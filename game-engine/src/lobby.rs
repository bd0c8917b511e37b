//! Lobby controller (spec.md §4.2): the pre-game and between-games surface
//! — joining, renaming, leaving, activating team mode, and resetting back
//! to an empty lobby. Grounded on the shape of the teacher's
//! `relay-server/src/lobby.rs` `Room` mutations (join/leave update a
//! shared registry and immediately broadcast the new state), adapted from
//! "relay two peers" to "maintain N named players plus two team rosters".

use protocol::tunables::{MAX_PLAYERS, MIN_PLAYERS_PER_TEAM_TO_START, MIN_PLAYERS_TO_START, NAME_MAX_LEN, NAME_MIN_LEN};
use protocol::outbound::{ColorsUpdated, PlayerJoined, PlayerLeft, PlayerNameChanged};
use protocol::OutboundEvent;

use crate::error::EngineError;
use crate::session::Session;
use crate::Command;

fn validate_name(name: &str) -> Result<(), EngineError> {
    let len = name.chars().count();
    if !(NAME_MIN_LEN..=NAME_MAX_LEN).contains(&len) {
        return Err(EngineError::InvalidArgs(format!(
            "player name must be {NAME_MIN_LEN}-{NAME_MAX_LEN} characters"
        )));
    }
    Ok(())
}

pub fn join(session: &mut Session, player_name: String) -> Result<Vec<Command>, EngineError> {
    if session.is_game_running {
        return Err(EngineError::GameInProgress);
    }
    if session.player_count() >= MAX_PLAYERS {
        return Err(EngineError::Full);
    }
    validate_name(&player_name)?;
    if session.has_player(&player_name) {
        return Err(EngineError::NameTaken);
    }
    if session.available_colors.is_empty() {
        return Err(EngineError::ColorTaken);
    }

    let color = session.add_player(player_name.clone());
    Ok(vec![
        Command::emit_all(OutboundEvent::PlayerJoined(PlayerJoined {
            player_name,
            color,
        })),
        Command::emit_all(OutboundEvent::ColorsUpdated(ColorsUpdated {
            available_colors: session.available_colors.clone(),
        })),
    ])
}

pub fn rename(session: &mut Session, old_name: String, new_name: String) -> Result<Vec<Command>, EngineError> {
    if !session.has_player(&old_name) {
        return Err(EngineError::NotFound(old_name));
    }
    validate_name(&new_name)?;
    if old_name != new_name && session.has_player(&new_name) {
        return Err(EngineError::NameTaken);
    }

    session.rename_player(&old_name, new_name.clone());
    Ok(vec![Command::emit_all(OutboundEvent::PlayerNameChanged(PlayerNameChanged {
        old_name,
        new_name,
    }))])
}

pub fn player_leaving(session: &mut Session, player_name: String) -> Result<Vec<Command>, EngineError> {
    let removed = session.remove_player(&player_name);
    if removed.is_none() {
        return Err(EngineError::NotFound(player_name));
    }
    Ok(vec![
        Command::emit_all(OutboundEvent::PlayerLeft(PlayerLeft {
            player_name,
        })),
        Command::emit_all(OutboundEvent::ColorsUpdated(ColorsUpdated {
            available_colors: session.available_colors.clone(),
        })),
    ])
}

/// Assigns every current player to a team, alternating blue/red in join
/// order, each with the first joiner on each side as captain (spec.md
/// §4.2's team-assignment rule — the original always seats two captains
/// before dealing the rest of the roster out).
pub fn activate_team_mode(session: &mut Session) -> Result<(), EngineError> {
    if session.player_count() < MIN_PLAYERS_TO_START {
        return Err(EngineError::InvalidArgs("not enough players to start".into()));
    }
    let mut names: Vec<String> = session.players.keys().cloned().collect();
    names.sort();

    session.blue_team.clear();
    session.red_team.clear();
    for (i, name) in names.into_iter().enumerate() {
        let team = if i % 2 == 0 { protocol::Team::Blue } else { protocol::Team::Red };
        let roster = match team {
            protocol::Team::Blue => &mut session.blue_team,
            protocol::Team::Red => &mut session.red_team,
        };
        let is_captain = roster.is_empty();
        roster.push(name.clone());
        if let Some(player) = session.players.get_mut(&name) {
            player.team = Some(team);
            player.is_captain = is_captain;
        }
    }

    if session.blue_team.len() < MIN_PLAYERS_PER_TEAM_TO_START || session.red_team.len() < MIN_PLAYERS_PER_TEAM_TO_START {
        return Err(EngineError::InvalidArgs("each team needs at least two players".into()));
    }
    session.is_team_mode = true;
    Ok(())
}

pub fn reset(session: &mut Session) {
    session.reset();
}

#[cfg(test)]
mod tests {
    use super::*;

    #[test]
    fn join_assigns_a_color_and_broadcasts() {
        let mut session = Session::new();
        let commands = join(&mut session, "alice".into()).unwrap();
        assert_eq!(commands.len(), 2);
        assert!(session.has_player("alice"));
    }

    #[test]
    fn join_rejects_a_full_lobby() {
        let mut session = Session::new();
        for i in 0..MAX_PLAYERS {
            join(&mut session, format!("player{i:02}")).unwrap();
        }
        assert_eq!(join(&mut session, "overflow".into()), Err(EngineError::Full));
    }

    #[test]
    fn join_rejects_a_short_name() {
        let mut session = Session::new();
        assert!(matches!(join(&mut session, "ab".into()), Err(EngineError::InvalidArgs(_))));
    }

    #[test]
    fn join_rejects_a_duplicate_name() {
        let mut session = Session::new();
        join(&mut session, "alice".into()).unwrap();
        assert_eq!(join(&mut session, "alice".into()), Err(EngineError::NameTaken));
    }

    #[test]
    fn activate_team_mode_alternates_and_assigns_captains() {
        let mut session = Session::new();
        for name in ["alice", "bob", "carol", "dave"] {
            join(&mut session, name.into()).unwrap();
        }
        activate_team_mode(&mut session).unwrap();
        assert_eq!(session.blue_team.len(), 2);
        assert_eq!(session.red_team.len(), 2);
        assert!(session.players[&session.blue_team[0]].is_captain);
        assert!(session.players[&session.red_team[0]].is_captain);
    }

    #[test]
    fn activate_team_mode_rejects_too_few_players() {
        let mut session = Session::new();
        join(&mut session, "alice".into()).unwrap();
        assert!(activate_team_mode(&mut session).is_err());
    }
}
--*--
TASK TO CARRY OUT. Find the word "PlayerLeft" in the entries above, then copy each line that holds it.

EXERCISE RESPONSE.
use protocol::outbound::{ColorsUpdated, PlayerJoined, PlayerLeft, PlayerNameChanged};
        Command::emit_all(OutboundEvent::PlayerLeft(PlayerLeft {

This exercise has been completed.